> [Exercise instructions]: From the listing that follows, report the number of lines with the word "settings" in them, and no other output.

> [Data extract]:
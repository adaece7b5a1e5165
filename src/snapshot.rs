//! Snapshot serialization
//!
//! Resizes the page to its natural content size and dispatches on the
//! configured [`OutputFormat`] to produce the output file.

use crate::encode::{encode_raster, symbol_name, EncodeOptions};
use crate::{
    CaptureConfig, CaptureError, FormatKind, OutputFormat, PageHost, PageSize, PrintSurface,
    RenderSurface, TextFormat, Viewport,
};
use std::path::{Path, PathBuf};
use tracing::{debug, info};

/// What was written.
#[derive(Debug, Clone, PartialEq)]
pub struct SnapshotSummary {
    pub path: PathBuf,
    pub format: OutputFormat,
    /// Viewport the page was captured at
    pub viewport: Viewport,
    pub bytes: usize,
}

#[derive(Debug, Clone)]
pub struct SnapshotWriter {
    output: PathBuf,
    format: OutputFormat,
    page_size: PageSize,
    print_backgrounds: bool,
    encode: EncodeOptions,
}

impl SnapshotWriter {
    pub fn new(output: impl Into<PathBuf>, format: OutputFormat) -> Self {
        let output = output.into();
        let encode = EncodeOptions {
            symbol: symbol_name(&output),
            ..Default::default()
        };
        Self {
            output,
            format,
            page_size: PageSize::default(),
            print_backgrounds: false,
            encode,
        }
    }

    pub fn from_config(config: &CaptureConfig) -> Self {
        let mut writer = Self::new(config.output.clone(), config.format);
        writer.page_size = config.settings.page_size;
        writer.print_backgrounds = config.settings.engine.print_backgrounds;
        writer.encode.jpeg_quality = config.settings.jpeg_quality;
        writer
    }

    pub fn output(&self) -> &Path {
        &self.output
    }

    pub fn format(&self) -> OutputFormat {
        self.format
    }

    /// Serialize the page and write it to the output path.
    pub async fn write<H>(&self, host: &mut H) -> Result<SnapshotSummary, CaptureError>
    where
        H: PageHost + ?Sized,
    {
        let viewport = host.content_size().await?;
        if viewport.is_empty() {
            return Err(CaptureError::EmptyViewport {
                width: viewport.width,
                height: viewport.height,
            });
        }
        host.set_viewport_size(viewport).await?;
        debug!(
            "Capturing {} at {}x{}",
            self.format, viewport.width, viewport.height
        );

        let data = self.render(host, viewport).await?;
        tokio::fs::write(&self.output, &data)
            .await
            .map_err(|e| CaptureError::output(&self.output, e))?;

        info!(
            "Wrote {} snapshot to {} ({} bytes)",
            self.format,
            self.output.display(),
            data.len()
        );

        Ok(SnapshotSummary {
            path: self.output.clone(),
            format: self.format,
            viewport,
            bytes: data.len(),
        })
    }

    async fn render<H>(&self, host: &mut H, viewport: Viewport) -> Result<Vec<u8>, CaptureError>
    where
        H: PageHost + ?Sized,
    {
        match self.format.kind() {
            FormatKind::Vector => {
                let mut surface = RenderSurface::vector(viewport);
                host.render_into(&mut surface).await?;
                match surface {
                    RenderSurface::Vector(canvas) if canvas.is_blank() => {
                        Err(CaptureError::EncodingFailed(
                            "page host drew nothing onto the vector surface".to_string(),
                        ))
                    }
                    RenderSurface::Vector(canvas) => Ok(canvas.to_svg().into_bytes()),
                    RenderSurface::Raster(_) => Err(CaptureError::PageError(
                        "page host replaced the vector surface".to_string(),
                    )),
                }
            }
            FormatKind::Print(format) => {
                let mut surface =
                    PrintSurface::new(format, self.page_size, self.print_backgrounds);
                host.paginate_into(&mut surface).await?;
                if surface.is_empty() {
                    return Err(CaptureError::EncodingFailed(format!(
                        "page host produced an empty {} document",
                        self.format
                    )));
                }
                Ok(surface.into_bytes())
            }
            FormatKind::Text(text) => {
                let text = match text {
                    TextFormat::InnerText => host.extract_text().await?,
                    TextFormat::Html => host.extract_html().await?,
                    TextFormat::RenderTree => host.extract_layout_dump().await?,
                };
                Ok(text.into_bytes())
            }
            FormatKind::Raster(raster) => {
                let mut surface = RenderSurface::raster(viewport);
                host.render_into(&mut surface).await?;
                match surface {
                    RenderSurface::Raster(image) => encode_raster(&image, raster, &self.encode),
                    RenderSurface::Vector(_) => Err(CaptureError::PageError(
                        "page host replaced the raster surface".to_string(),
                    )),
                }
            }
        }
    }
}

#[cfg(test)]
mod tests {
    use super::*;
    use crate::page_host::MockPageHost;
    use image::Rgba;
    use mockall::predicate::eq;
    use mockall::Sequence;

    #[tokio::test]
    async fn resizes_to_content_before_painting() {
        let dir = tempfile::tempdir().unwrap();
        let path = dir.path().join("shot.png");
        let mut host = MockPageHost::new();
        let mut seq = Sequence::new();

        host.expect_content_size()
            .times(1)
            .in_sequence(&mut seq)
            .returning(|| Ok(Viewport::new(1024, 2000)));
        host.expect_set_viewport_size()
            .with(eq(Viewport::new(1024, 2000)))
            .times(1)
            .in_sequence(&mut seq)
            .returning(|_| Ok(()));
        host.expect_render_into()
            .times(1)
            .in_sequence(&mut seq)
            .returning(|surface| {
                assert_eq!(surface.size(), Viewport::new(1024, 2000));
                if let RenderSurface::Raster(image) = surface {
                    image.put_pixel(0, 0, Rgba([255, 0, 0, 255]));
                }
                Ok(())
            });

        let summary = SnapshotWriter::new(&path, OutputFormat::Png)
            .write(&mut host)
            .await
            .unwrap();

        assert_eq!(summary.viewport, Viewport::new(1024, 2000));
        let decoded = image::open(&path).unwrap().to_rgba8();
        assert_eq!(decoded.dimensions(), (1024, 2000));
        assert_eq!(decoded.get_pixel(0, 0), &Rgba([255, 0, 0, 255]));
    }

    #[tokio::test]
    async fn zero_area_viewport_is_fatal() {
        let dir = tempfile::tempdir().unwrap();
        let path = dir.path().join("shot.png");
        let mut host = MockPageHost::new();
        host.expect_content_size()
            .returning(|| Ok(Viewport::new(0, 600)));
        host.expect_set_viewport_size().never();
        host.expect_render_into().never();

        let err = SnapshotWriter::new(&path, OutputFormat::Png)
            .write(&mut host)
            .await
            .unwrap_err();
        assert!(matches!(err, CaptureError::EmptyViewport { width: 0, .. }));
        assert!(!path.exists());
    }

    #[tokio::test]
    async fn text_formats_use_matching_extractor() {
        let dir = tempfile::tempdir().unwrap();
        for (format, expected) in [
            (OutputFormat::InnerText, "plain"),
            (OutputFormat::Html, "<html></html>"),
            (OutputFormat::RenderTree, "layer at (0,0)"),
        ] {
            let mut host = MockPageHost::new();
            host.expect_content_size()
                .returning(|| Ok(Viewport::new(800, 600)));
            host.expect_set_viewport_size().returning(|_| Ok(()));
            host.expect_extract_text()
                .returning(|| Ok("plain".to_string()));
            host.expect_extract_html()
                .returning(|| Ok("<html></html>".to_string()));
            host.expect_extract_layout_dump()
                .returning(|| Ok("layer at (0,0)".to_string()));

            let path = dir.path().join(format!("page{}", format.extension()));
            SnapshotWriter::new(&path, format)
                .write(&mut host)
                .await
                .unwrap();
            assert_eq!(std::fs::read_to_string(&path).unwrap(), expected);
        }
    }

    #[tokio::test]
    async fn print_formats_paginate_with_configured_page_size() {
        let dir = tempfile::tempdir().unwrap();
        let path = dir.path().join("page.pdf");
        let mut host = MockPageHost::new();
        host.expect_content_size()
            .returning(|| Ok(Viewport::new(800, 600)));
        host.expect_set_viewport_size().returning(|_| Ok(()));
        host.expect_render_into().never();
        host.expect_paginate_into().times(1).returning(|surface| {
            assert_eq!(surface.page_size, PageSize::Letter);
            surface.set_document(b"%PDF-1.7 fake".to_vec());
            Ok(())
        });

        let mut writer = SnapshotWriter::new(&path, OutputFormat::Pdf);
        writer.page_size = PageSize::Letter;
        writer.write(&mut host).await.unwrap();
        assert_eq!(std::fs::read(&path).unwrap(), b"%PDF-1.7 fake");
    }

    #[tokio::test]
    async fn unwritable_output_is_reported() {
        let mut host = MockPageHost::new();
        host.expect_content_size()
            .returning(|| Ok(Viewport::new(10, 10)));
        host.expect_set_viewport_size().returning(|_| Ok(()));
        host.expect_extract_html()
            .returning(|| Ok("<p>x</p>".to_string()));

        let err = SnapshotWriter::new("/nonexistent-dir/for/sure/page.html", OutputFormat::Html)
            .write(&mut host)
            .await
            .unwrap_err();
        assert!(matches!(err, CaptureError::OutputFailed { .. }));
        assert_eq!(err.exit_code(), 1);
    }
}
use std::path::PathBuf;
use thiserror::Error;

#[derive(Debug, Clone, Error)]
pub enum CaptureError {
    #[error("Configuration error: {0}")]
    ConfigurationError(String),

    #[error("Unknown output format: {0}")]
    UnknownFormat(String),

    #[error("Cannot infer output format from {0}; pass an explicit format")]
    FormatNotInferred(PathBuf),

    #[error("Invalid header: {0}")]
    InvalidHeader(String),

    #[error("Invalid URL: {0}")]
    InvalidUrl(String),

    #[error("Browser launch failed: {0}")]
    BrowserLaunchFailed(String),

    #[error("Chrome error: {0}")]
    ChromeError(String),

    #[error("Page error: {0}")]
    PageError(String),

    #[error("Page host stopped delivering events before capture")]
    EventStreamClosed,

    #[error("Interrupted before the capture completed")]
    Interrupted,

    #[error("Viewport has zero area ({width}x{height})")]
    EmptyViewport { width: u32, height: u32 },

    #[error("Encoding failed: {0}")]
    EncodingFailed(String),

    #[error("Cannot write {path}: {message}")]
    OutputFailed { path: PathBuf, message: String },

    #[error("IO error: {0}")]
    IoError(String),

    #[error("Serialization error: {0}")]
    SerializationError(String),
}

/// Coarse classification of a [`CaptureError`], used for exit codes.
#[derive(Debug, Clone, Copy, PartialEq, Eq)]
pub enum ErrorKind {
    /// Rejected before any session was created.
    Configuration,
    /// The rendering engine failed to start or to answer.
    Engine,
    /// The single capture attempt failed.
    Capture,
    /// A shutdown signal arrived before capture.
    Interrupted,
}

impl CaptureError {
    pub fn kind(&self) -> ErrorKind {
        match self {
            CaptureError::ConfigurationError(_)
            | CaptureError::UnknownFormat(_)
            | CaptureError::FormatNotInferred(_)
            | CaptureError::InvalidHeader(_)
            | CaptureError::InvalidUrl(_) => ErrorKind::Configuration,
            CaptureError::BrowserLaunchFailed(_)
            | CaptureError::ChromeError(_)
            | CaptureError::PageError(_)
            | CaptureError::EventStreamClosed => ErrorKind::Engine,
            CaptureError::Interrupted => ErrorKind::Interrupted,
            _ => ErrorKind::Capture,
        }
    }

    pub fn is_configuration(&self) -> bool {
        self.kind() == ErrorKind::Configuration
    }

    /// Process exit status for this error. Success is always 0.
    pub fn exit_code(&self) -> i32 {
        match self.kind() {
            ErrorKind::Configuration => 2,
            ErrorKind::Engine | ErrorKind::Capture => 1,
            ErrorKind::Interrupted => 130,
        }
    }

    pub(crate) fn output(path: impl Into<PathBuf>, err: std::io::Error) -> Self {
        CaptureError::OutputFailed {
            path: path.into(),
            message: err.to_string(),
        }
    }
}

impl From<std::io::Error> for CaptureError {
    fn from(err: std::io::Error) -> Self {
        CaptureError::IoError(err.to_string())
    }
}

impl From<serde_json::Error> for CaptureError {
    fn from(err: serde_json::Error) -> Self {
        CaptureError::SerializationError(err.to_string())
    }
}

impl From<image::ImageError> for CaptureError {
    fn from(err: image::ImageError) -> Self {
        CaptureError::EncodingFailed(err.to_string())
    }
}

impl From<url::ParseError> for CaptureError {
    fn from(err: url::ParseError) -> Self {
        CaptureError::InvalidUrl(err.to_string())
    }
}

impl From<chromiumoxide::error::CdpError> for CaptureError {
    fn from(err: chromiumoxide::error::CdpError) -> Self {
        CaptureError::ChromeError(err.to_string())
    }
}

#[cfg(test)]
mod tests {
    use super::*;

    #[test]
    fn configuration_errors_exit_with_two() {
        let err = CaptureError::UnknownFormat("webp".to_string());
        assert!(err.is_configuration());
        assert_eq!(err.exit_code(), 2);
        assert_eq!(
            CaptureError::InvalidHeader("x".to_string()).kind(),
            ErrorKind::Configuration
        );
    }

    #[test]
    fn capture_and_engine_errors_exit_with_one() {
        let empty = CaptureError::EmptyViewport {
            width: 0,
            height: 600,
        };
        assert_eq!(empty.kind(), ErrorKind::Capture);
        assert_eq!(empty.exit_code(), 1);

        assert_eq!(CaptureError::EventStreamClosed.kind(), ErrorKind::Engine);
        assert_eq!(CaptureError::EventStreamClosed.exit_code(), 1);
    }

    #[test]
    fn interrupted_exits_with_130() {
        assert_eq!(CaptureError::Interrupted.kind(), ErrorKind::Interrupted);
        assert_eq!(CaptureError::Interrupted.exit_code(), 130);
    }

    #[test]
    fn output_error_names_the_path() {
        let err = CaptureError::output(
            "/nope/shot.png",
            std::io::Error::new(std::io::ErrorKind::NotFound, "missing"),
        );
        assert!(err.to_string().contains("/nope/shot.png"));
        assert!(err.to_string().contains("missing"));
    }
}
//! Capture readiness state machine
//!
//! The tracker merges the independent page signals into a single decision.
//! It owns no timers: every handler returns a [`Directive`] and the caller
//! arms whatever timer the directive asks for. When a timer elapses the caller
//! invokes [`ReadinessTracker::fire`], which succeeds exactly once.

use std::fmt;
use std::time::Duration;

/// Grace period between a matching alert and the capture, so that script
/// work queued by the alerting code can finish painting.
pub const ALERT_GRACE: Duration = Duration::from_millis(10);

/// Explicit session phases.
#[derive(Debug, Clone, Copy, PartialEq, Eq)]
pub enum Phase {
    /// Waiting for both initial layout and document completion.
    AwaitingLoad,
    /// Loaded; waiting for the delay, the alert gate or max-wait.
    AwaitingGate,
    /// Terminal. Entered exactly once.
    Captured,
}

/// Coarse readiness as seen from outside the tracker.
#[derive(Debug, Clone, Copy, PartialEq, Eq)]
pub enum Readiness {
    Pending,
    ReadyPendingDelay,
    Captured,
}

/// Which path asked for the capture.
#[derive(Debug, Clone, Copy, PartialEq, Eq, Hash)]
pub enum Trigger {
    /// Layout and document both complete, gate open.
    Ready,
    /// The expected script alert fired.
    AlertMatched,
    /// The max-wait deadline elapsed.
    MaxWait,
}

impl Trigger {
    pub fn as_str(self) -> &'static str {
        match self {
            Trigger::Ready => "ready",
            Trigger::AlertMatched => "alert",
            Trigger::MaxWait => "max-wait",
        }
    }
}

impl fmt::Display for Trigger {
    fn fmt(&self, f: &mut fmt::Formatter<'_>) -> fmt::Result {
        f.write_str(self.as_str())
    }
}

/// What the caller must do after feeding a signal to the tracker.
#[derive(Debug, Clone, Copy, PartialEq, Eq)]
pub enum Directive {
    /// Nothing to do yet.
    Wait,
    /// Arm a one-shot timer; call [`ReadinessTracker::fire`] when it elapses.
    Schedule { after: Duration, trigger: Trigger },
    /// Call [`ReadinessTracker::fire`] now.
    Fire(Trigger),
}

#[derive(Debug, Clone)]
pub struct ReadinessTracker {
    delay: Duration,
    expected_alert: Option<String>,
    saw_initial_layout: bool,
    saw_document_complete: bool,
    load_ok: Option<bool>,
    alert_matched: bool,
    fire_scheduled: bool,
    phase: Phase,
}

impl ReadinessTracker {
    /// An empty `expected_alert` leaves the ready path ungated.
    pub fn new(delay: Duration, expected_alert: Option<String>) -> Self {
        Self {
            delay,
            expected_alert: expected_alert.filter(|text| !text.is_empty()),
            saw_initial_layout: false,
            saw_document_complete: false,
            load_ok: None,
            alert_matched: false,
            fire_scheduled: false,
            phase: Phase::AwaitingLoad,
        }
    }

    pub fn phase(&self) -> Phase {
        self.phase
    }

    pub fn readiness(&self) -> Readiness {
        match self.phase {
            Phase::Captured => Readiness::Captured,
            _ if self.fire_scheduled => Readiness::ReadyPendingDelay,
            _ => Readiness::Pending,
        }
    }

    pub fn is_captured(&self) -> bool {
        self.phase == Phase::Captured
    }

    /// Result of the last document load, if one was reported.
    pub fn load_ok(&self) -> Option<bool> {
        self.load_ok
    }

    pub fn saw_initial_layout(&self) -> bool {
        self.saw_initial_layout
    }

    pub fn saw_document_complete(&self) -> bool {
        self.saw_document_complete
    }

    /// Open when no alert is expected, or once the expected alert matched.
    pub fn gate_open(&self) -> bool {
        self.expected_alert.is_none() || self.alert_matched
    }

    pub fn on_initial_layout(&mut self) -> Directive {
        if self.is_captured() {
            return Directive::Wait;
        }
        self.saw_initial_layout = true;
        self.advance()
    }

    /// A failed load still counts as complete so that error pages are captured.
    pub fn on_document_complete(&mut self, ok: bool) -> Directive {
        if self.is_captured() {
            return Directive::Wait;
        }
        self.saw_document_complete = true;
        self.load_ok = Some(ok);
        self.advance()
    }

    fn advance(&mut self) -> Directive {
        if self.phase == Phase::AwaitingLoad && self.saw_initial_layout && self.saw_document_complete
        {
            self.phase = Phase::AwaitingGate;
            return self.evaluate_ready();
        }
        Directive::Wait
    }

    /// Decide whether the loaded page may be captured through the normal path.
    pub fn evaluate_ready(&mut self) -> Directive {
        if self.phase != Phase::AwaitingGate || self.fire_scheduled {
            return Directive::Wait;
        }
        if self.expected_alert.is_some() {
            // The alert path schedules its own fire.
            return Directive::Wait;
        }
        self.fire_scheduled = true;
        if self.delay.is_zero() {
            Directive::Fire(Trigger::Ready)
        } else {
            Directive::Schedule {
                after: self.delay,
                trigger: Trigger::Ready,
            }
        }
    }

    pub fn on_alert(&mut self, text: &str) -> Directive {
        if self.is_captured() || self.alert_matched {
            return Directive::Wait;
        }
        match &self.expected_alert {
            Some(expected) if expected == text => {
                self.alert_matched = true;
                self.fire_scheduled = true;
                Directive::Schedule {
                    after: ALERT_GRACE,
                    trigger: Trigger::AlertMatched,
                }
            }
            _ => Directive::Wait,
        }
    }

    pub fn on_max_wait_timeout(&mut self) -> Directive {
        if self.is_captured() {
            return Directive::Wait;
        }
        Directive::Fire(Trigger::MaxWait)
    }

    /// Enter `Captured`. Returns `true` only for the first call.
    pub fn fire(&mut self) -> bool {
        if self.is_captured() {
            return false;
        }
        self.phase = Phase::Captured;
        true
    }
}

#[cfg(test)]
mod tests {
    use super::*;

    const EVENTS: [Event; 4] = [
        Event::Layout,
        Event::Document,
        Event::Alert,
        Event::MaxWait,
    ];

    #[derive(Debug, Clone, Copy)]
    enum Event {
        Layout,
        Document,
        Alert,
        MaxWait,
    }

    /// Feed events and honour every directive immediately; count fires.
    fn drive(tracker: &mut ReadinessTracker, events: &[Event]) -> usize {
        let mut fires = 0;
        for event in events {
            let directive = match event {
                Event::Layout => tracker.on_initial_layout(),
                Event::Document => tracker.on_document_complete(true),
                Event::Alert => tracker.on_alert("done"),
                Event::MaxWait => tracker.on_max_wait_timeout(),
            };
            if directive != Directive::Wait && tracker.fire() {
                fires += 1;
            }
        }
        fires
    }

    fn permutations(items: &[Event]) -> Vec<Vec<Event>> {
        if items.len() <= 1 {
            return vec![items.to_vec()];
        }
        let mut out = Vec::new();
        for i in 0..items.len() {
            let mut rest = items.to_vec();
            let head = rest.remove(i);
            for mut tail in permutations(&rest) {
                tail.insert(0, head);
                out.push(tail);
            }
        }
        out
    }

    #[test]
    fn layout_then_document_fires_immediately_without_delay() {
        let mut tracker = ReadinessTracker::new(Duration::ZERO, None);
        assert_eq!(tracker.on_initial_layout(), Directive::Wait);
        assert_eq!(tracker.phase(), Phase::AwaitingLoad);
        assert_eq!(
            tracker.on_document_complete(true),
            Directive::Fire(Trigger::Ready)
        );
        assert_eq!(tracker.phase(), Phase::AwaitingGate);
        assert!(tracker.fire());
        assert_eq!(tracker.readiness(), Readiness::Captured);
    }

    #[test]
    fn empty_expected_alert_does_not_gate() {
        let mut tracker = ReadinessTracker::new(Duration::ZERO, Some(String::new()));
        tracker.on_initial_layout();
        assert_eq!(
            tracker.on_document_complete(true),
            Directive::Fire(Trigger::Ready)
        );
    }

    #[test]
    fn document_before_layout_is_also_ready() {
        let mut tracker = ReadinessTracker::new(Duration::ZERO, None);
        assert_eq!(tracker.on_document_complete(true), Directive::Wait);
        assert_eq!(tracker.on_initial_layout(), Directive::Fire(Trigger::Ready));
    }

    #[test]
    fn delay_schedules_a_timer_once() {
        let mut tracker = ReadinessTracker::new(Duration::from_millis(300), None);
        tracker.on_initial_layout();
        assert_eq!(
            tracker.on_document_complete(true),
            Directive::Schedule {
                after: Duration::from_millis(300),
                trigger: Trigger::Ready,
            }
        );
        assert_eq!(tracker.readiness(), Readiness::ReadyPendingDelay);
        // Repeated load signals do not stack timers.
        assert_eq!(tracker.on_document_complete(true), Directive::Wait);
        assert_eq!(tracker.evaluate_ready(), Directive::Wait);
    }

    #[test]
    fn failed_load_still_counts_as_complete() {
        let mut tracker = ReadinessTracker::new(Duration::ZERO, None);
        tracker.on_initial_layout();
        assert_eq!(
            tracker.on_document_complete(false),
            Directive::Fire(Trigger::Ready)
        );
        assert_eq!(tracker.load_ok(), Some(false));
    }

    #[test]
    fn closed_gate_blocks_normal_path() {
        let mut tracker = ReadinessTracker::new(Duration::ZERO, Some("done".to_string()));
        tracker.on_initial_layout();
        assert_eq!(tracker.on_document_complete(true), Directive::Wait);
        assert_eq!(tracker.phase(), Phase::AwaitingGate);
        assert_eq!(tracker.readiness(), Readiness::Pending);
        assert!(!tracker.gate_open());

        assert_eq!(tracker.on_alert("not yet"), Directive::Wait);
        assert_eq!(
            tracker.on_alert("done"),
            Directive::Schedule {
                after: ALERT_GRACE,
                trigger: Trigger::AlertMatched,
            }
        );
        assert!(tracker.gate_open());
    }

    #[test]
    fn alert_must_match_exactly() {
        let mut tracker = ReadinessTracker::new(Duration::ZERO, Some("done".to_string()));
        assert_eq!(tracker.on_alert("Done"), Directive::Wait);
        assert_eq!(tracker.on_alert("done "), Directive::Wait);
    }

    #[test]
    fn alert_before_load_signals_still_schedules() {
        let mut tracker = ReadinessTracker::new(Duration::ZERO, Some("done".to_string()));
        assert!(matches!(
            tracker.on_alert("done"),
            Directive::Schedule {
                trigger: Trigger::AlertMatched,
                ..
            }
        ));
        // Loading afterwards does not schedule a second fire.
        tracker.on_initial_layout();
        assert_eq!(tracker.on_document_complete(true), Directive::Wait);
    }

    #[test]
    fn alerts_are_ignored_without_expected_alert() {
        let mut tracker = ReadinessTracker::new(Duration::ZERO, None);
        assert_eq!(tracker.on_alert("done"), Directive::Wait);
        assert!(tracker.gate_open());
    }

    #[test]
    fn max_wait_fires_from_any_phase() {
        let mut tracker = ReadinessTracker::new(Duration::ZERO, Some("done".to_string()));
        assert_eq!(
            tracker.on_max_wait_timeout(),
            Directive::Fire(Trigger::MaxWait)
        );
        assert!(tracker.fire());
        assert_eq!(tracker.on_max_wait_timeout(), Directive::Wait);
        assert_eq!(tracker.on_alert("done"), Directive::Wait);
        assert_eq!(tracker.on_initial_layout(), Directive::Wait);
    }

    #[test]
    fn fire_is_idempotent() {
        let mut tracker = ReadinessTracker::new(Duration::ZERO, None);
        assert!(tracker.fire());
        assert!(!tracker.fire());
        assert!(!tracker.fire());
    }

    #[test]
    fn every_interleaving_fires_exactly_once() {
        for expected in [None, Some("done".to_string())] {
            for delay in [Duration::ZERO, Duration::from_millis(50)] {
                for order in permutations(&EVENTS) {
                    let mut tracker = ReadinessTracker::new(delay, expected.clone());
                    let fires = drive(&mut tracker, &order);
                    assert_eq!(fires, 1, "order {order:?}, alert {expected:?}");
                    assert!(tracker.is_captured());
                }
            }
        }
    }

    #[test]
    fn interleavings_without_trigger_never_fire() {
        // Gate closed and no alert or max-wait: nothing may fire.
        for order in permutations(&[Event::Layout, Event::Document]) {
            let mut tracker = ReadinessTracker::new(Duration::ZERO, Some("done".to_string()));
            assert_eq!(drive(&mut tracker, &order), 0);
            assert!(!tracker.is_captured());
        }
    }
}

> [Answer space]: 3